Rapture-Palooza (2013)

Two teens battle their way through a religious apocalypse on a mission to defeat the Antichrist. IMDB says.

A religious apocalypse? It's the religios apocalypse! It rains blood, and meteors, and the devil Satan takes human form and transforms from Earl to The Beast - a profane idiot who happens to fall in love with Lindsey Lewis (Anna Hendrick!)... and proposes. And there's no denying the Devil.

Problem is she's taken. Her boyfriend Ben House (John Francis Daley) and her decide to kill 'The Beast' to solve this dilemma, but Ben's dad happens to work for him, and provides certain hindrances. They get help from a zombie though, and it turns out the Wraiths are highly susceptible to the interference of pot... so it seems like their crazy plan to lock up the Devil in a dog kennel for a thousand years might actually work... or will it?

It all starts one day at a bowling alley, when half of the population on Earth is instantly teleported up to Heaven. They disappear right out of their clothes, and this phenomenon - filmed in slow-mo along with various bottles and other items dropping to the floor and breaking, makes for a particularly stylish intro! It starts great. I'm hyped. Unfortunately the quality deteriorates quickly from that point on.

The special effects are crap. The plot's a mess. It's fun, but it could've been more... wholesome. Craig Robinson plays the Devil and Ken Jeong plays God, and now that you know the cast you can probably get an idea of what kind of movie it was. Corny, crude and not impeccably filmed but... creatively fun. Good stuff. Mostly.

Its one big flaw was probably that it just didn't have that something. I liked bits and pieces of it.
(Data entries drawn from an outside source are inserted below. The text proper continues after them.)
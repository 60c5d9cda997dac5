//! In-memory deck library: saved decks and recent analyses.
//!
//! Nothing here is persisted. The library lives as long as the session
//! that owns it; snapshots are O(1) to clone thanks to `im`.

use im::Vector;
use serde::{Deserialize, Serialize};

use super::slots::DeckSlots;
use crate::config::AppConfig;
use crate::error::{Error, Result};
use crate::services::coach::DeckAnalysis;

/// Number of analyses kept in the history.
pub const ANALYSIS_HISTORY_LEN: usize = 10;

/// A deck the user saved under a name.
#[derive(Clone, Debug, PartialEq, Serialize, Deserialize)]
#[serde(rename_all = "camelCase")]
pub struct SavedDeck {
    pub id: u64,
    pub name: String,
    pub cards: DeckSlots,
    pub analysis: Option<DeckAnalysis>,
    /// Seconds since the Unix epoch, supplied by the caller.
    pub created_at: u64,
    /// 1 to 5 stars, set explicitly by the user.
    pub rating: Option<u8>,
}

/// One past analysis and the deck it was for.
#[derive(Clone, Debug, PartialEq, Serialize, Deserialize)]
pub struct AnalysisRecord {
    pub deck: Vec<String>,
    pub analysis: DeckAnalysis,
}

/// Saved decks plus a bounded analysis history.
///
/// ## Example
///
/// ```
/// use lonorix::deck::{DeckLibrary, META_DECKS};
///
/// let mut library = DeckLibrary::new();
/// let id = library.save("My Hog", &META_DECKS[0].to_slots(), None, 0).unwrap();
///
/// let snapshot = library.clone();
/// library.remove(id).unwrap();
///
/// assert!(library.is_empty());
/// assert_eq!(snapshot.get(id).unwrap().name, "My Hog");
/// ```
#[derive(Clone, Debug, Serialize, Deserialize)]
pub struct DeckLibrary {
    decks: Vector<SavedDeck>,
    history: Vector<AnalysisRecord>,
    history_limit: usize,
    next_id: u64,
}

impl Default for DeckLibrary {
    fn default() -> Self {
        Self::with_history_limit(ANALYSIS_HISTORY_LEN)
    }
}

impl DeckLibrary {
    #[must_use]
    pub fn new() -> Self {
        Self::default()
    }

    /// Create a library keeping at most `limit` analyses.
    #[must_use]
    pub fn with_history_limit(limit: usize) -> Self {
        Self {
            decks: Vector::new(),
            history: Vector::new(),
            history_limit: limit,
            next_id: 1,
        }
    }

    /// Create a library sized by `config.analysis_history_len`.
    #[must_use]
    pub fn from_config(config: &AppConfig) -> Self {
        Self::with_history_limit(config.analysis_history_len)
    }

    /// Save a copy of `cards` under `name`. Returns the new deck's id.
    ///
    /// Blank names are rejected.
    pub fn save(
        &mut self,
        name: &str,
        cards: &DeckSlots,
        analysis: Option<DeckAnalysis>,
        created_at: u64,
    ) -> Result<u64> {
        let name = name.trim();
        if name.is_empty() {
            return Err(Error::InvalidDeckName);
        }

        let id = self.next_id;
        self.next_id += 1;
        self.decks.push_back(SavedDeck {
            id,
            name: name.to_string(),
            cards: cards.clone(),
            analysis,
            created_at,
            rating: None,
        });
        tracing::debug!(id, name, "saved deck");
        Ok(id)
    }

    /// Rate a saved deck, clamped to 1..=5 stars.
    pub fn rate(&mut self, id: u64, stars: u8) -> Result<()> {
        let index = self.index_of(id)?;
        let mut deck = self.decks[index].clone();
        deck.rating = Some(stars.clamp(1, 5));
        self.decks.set(index, deck);
        Ok(())
    }

    #[must_use]
    pub fn get(&self, id: u64) -> Option<&SavedDeck> {
        self.decks.iter().find(|d| d.id == id)
    }

    /// Remove a saved deck and return it.
    pub fn remove(&mut self, id: u64) -> Result<SavedDeck> {
        let index = self.index_of(id)?;
        Ok(self.decks.remove(index))
    }

    /// Saved decks in the order they were saved.
    pub fn iter(&self) -> impl Iterator<Item = &SavedDeck> {
        self.decks.iter()
    }

    #[must_use]
    pub fn len(&self) -> usize {
        self.decks.len()
    }

    #[must_use]
    pub fn is_empty(&self) -> bool {
        self.decks.is_empty()
    }

    /// Remember an analysis, dropping the oldest beyond the limit.
    pub fn record_analysis(&mut self, deck: Vec<String>, analysis: DeckAnalysis) {
        self.history.push_back(AnalysisRecord { deck, analysis });
        while self.history.len() > self.history_limit {
            self.history.pop_front();
        }
    }

    /// Past analyses, oldest first.
    pub fn history(&self) -> impl Iterator<Item = &AnalysisRecord> {
        self.history.iter()
    }

    /// The most recent analysis.
    #[must_use]
    pub fn latest_analysis(&self) -> Option<&AnalysisRecord> {
        self.history.last()
    }

    fn index_of(&self, id: u64) -> Result<usize> {
        self.decks
            .iter()
            .position(|d| d.id == id)
            .ok_or(Error::DeckNotFound { id })
    }
}
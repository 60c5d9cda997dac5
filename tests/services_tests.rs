//! Collaborator boundary tests.
//!
//! The services never perform I/O, so these tests drive them with canned
//! `(status, body)` pairs the way a caller's HTTP client would.

use lonorix::collection::{select_and_order, FilterCriteria};
use lonorix::config::AppConfig;
use lonorix::deck::{DeckLibrary, META_DECKS};
use lonorix::error::Error;
use lonorix::services::coach::{CoachService, DeckAnalysis};
use lonorix::services::player::{PlayerLookup, PlayerService};
use lonorix::services::rankings::RankingsService;
use lonorix::services::Method;
use pretty_assertions::assert_eq;
use serde_json::json;

fn config() -> AppConfig {
    AppConfig::from_lookup(|name| match name {
        "CLASH_API_KEY" => Some("clash-key".to_string()),
        "OPENAI_API_KEY" => Some("openai-key".to_string()),
        "LONORIX_CLASH_API_BASE" => Some("http://proxy.local/v1/".to_string()),
        _ => None,
    })
}

/// Lookup, response handling, then the engine on the normalized cards.
#[test]
fn test_player_round_trip() {
    let service = PlayerService::from_config(&config());

    let PlayerLookup::Fetch(request) = service.lookup("9CQ2").unwrap() else {
        panic!("expected a fetch with a configured key");
    };
    assert_eq!(request.method, Method::Get);
    assert_eq!(request.url, "http://proxy.local/v1/players/%239CQ2");
    assert_eq!(request.header("Authorization"), Some("Bearer clash-key"));

    let body = json!({
        "name": "Pat",
        "tag": "#9CQ2",
        "expLevel": 42,
        "trophies": 6100,
        "bestTrophies": 6500,
        "cards": [
            {"name": "Hog Rider", "level": 11, "maxLevel": 14, "rarity": "RARE"},
            {"name": "The Log", "level": 5, "maxLevel": 6, "rarity": "legendary"},
            {"name": "Skeletons", "level": 14, "maxLevel": 14, "rarity": "common"}
        ]
    })
    .to_string();

    let record = service.handle_response("9CQ2", 200, &body).unwrap();
    let shown = select_and_order(&record.cards, &FilterCriteria::default().hide_maxed());
    let names: Vec<_> = shown.iter().map(|c| c.name.as_str()).collect();
    assert_eq!(names, ["Hog Rider", "The Log"]);
}

#[test]
fn test_player_invalid_payload() {
    let service = PlayerService::from_config(&config());
    let body = json!({"name": "Pat", "cards": []}).to_string();
    assert!(matches!(
        service.handle_response("9CQ2", 200, &body),
        Err(Error::InvalidPlayerData)
    ));
}

#[test]
fn test_coach_round_trip() {
    let coach = CoachService::from_config(&config());
    let deck = META_DECKS[0].cards;

    let request = coach.request(&deck).unwrap();
    assert_eq!(request.method, Method::Post);
    assert_eq!(request.header("Authorization"), Some("Bearer openai-key"));
    let body = request.body.unwrap();
    assert_eq!(body["temperature"], 0.7);
    assert_eq!(body["messages"].as_array().unwrap().len(), 2);

    let content = "Sure!\n{\"winCondition\": \"Hog Rider\", \"strengths\": [\"cycle\"], \
                   \"weaknesses\": [\"air\"], \"strategy\": \"Chip the tower.\", \"tips\": []}";
    let completion = json!({"choices": [{"message": {"content": content}}]}).to_string();
    let analysis = coach.handle_response(200, &completion).unwrap();
    assert_eq!(analysis.win_condition, "Hog Rider");

    let mut library = DeckLibrary::new();
    library.record_analysis(deck.iter().map(|s| s.to_string()).collect(), analysis.clone());
    assert_eq!(library.latest_analysis().unwrap().analysis, analysis);
}

#[test]
fn test_coach_unusable_reply_falls_back() {
    let coach = CoachService::from_config(&config());
    let completion = json!({"choices": [{"message": {"content": "no json here"}}]}).to_string();
    assert_eq!(coach.handle_response(200, &completion).unwrap(), DeckAnalysis::fallback());
}

#[test]
fn test_rankings_round_trip() {
    let service = RankingsService::from_config(&config().with_rankings_limit(8));
    assert_eq!(
        service.request().unwrap().url,
        "http://proxy.local/v1/locations/global/rankings/players"
    );

    let items: Vec<_> = (0..12)
        .map(|i| {
            json!({
                "name": format!("P{i}"),
                "tag": format!("#{i}"),
                "trophies": 9000 - i,
                "expLevel": 50,
                "previousRank": i + 2
            })
        })
        .collect();
    let body = json!({ "items": items }).to_string();

    let rows = service.handle_response(200, &body).unwrap();
    assert_eq!(rows.len(), 8);
    assert_eq!(rows[7].rank, 8);
    assert_eq!(rows[7].name, "P7");
    assert!(rows.iter().all(|r| r.change == 1));
    assert!(rows.iter().all(|r| r.clan == "No Clan" && r.arena == "Unknown Arena"));
}

#[test]
fn test_upstream_errors_are_classified() {
    let service = RankingsService::from_config(&config());
    let err = service.handle_response(503, "maintenance").unwrap_err();
    assert!(err.is_retryable());
    assert_eq!(err.to_string(), "Upstream API error: 503 - maintenance");
}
I liked the idea. I feel like... meh. I enjoyed it, but if they had done things right I wouldn't have just enjoyed it, I would have applauded it and been like holy shit this was awesome! And so new!

Many props on the appreciatively open take on the religious phenomena as such, and easy entertainment, but blotches on the little spots that bug me lots. I must give it, barely (could have been 4), a...

 rated 3/5: not bad

The Smurfs (2011)

The Smurfs (2011)

There is a place... a place that knows no sadness... where even feeling blue is a happy thing! :)

It's a happy world! It's the Smurf world! It's like... Trolls, but with Smurfs. Which of these came first anyway?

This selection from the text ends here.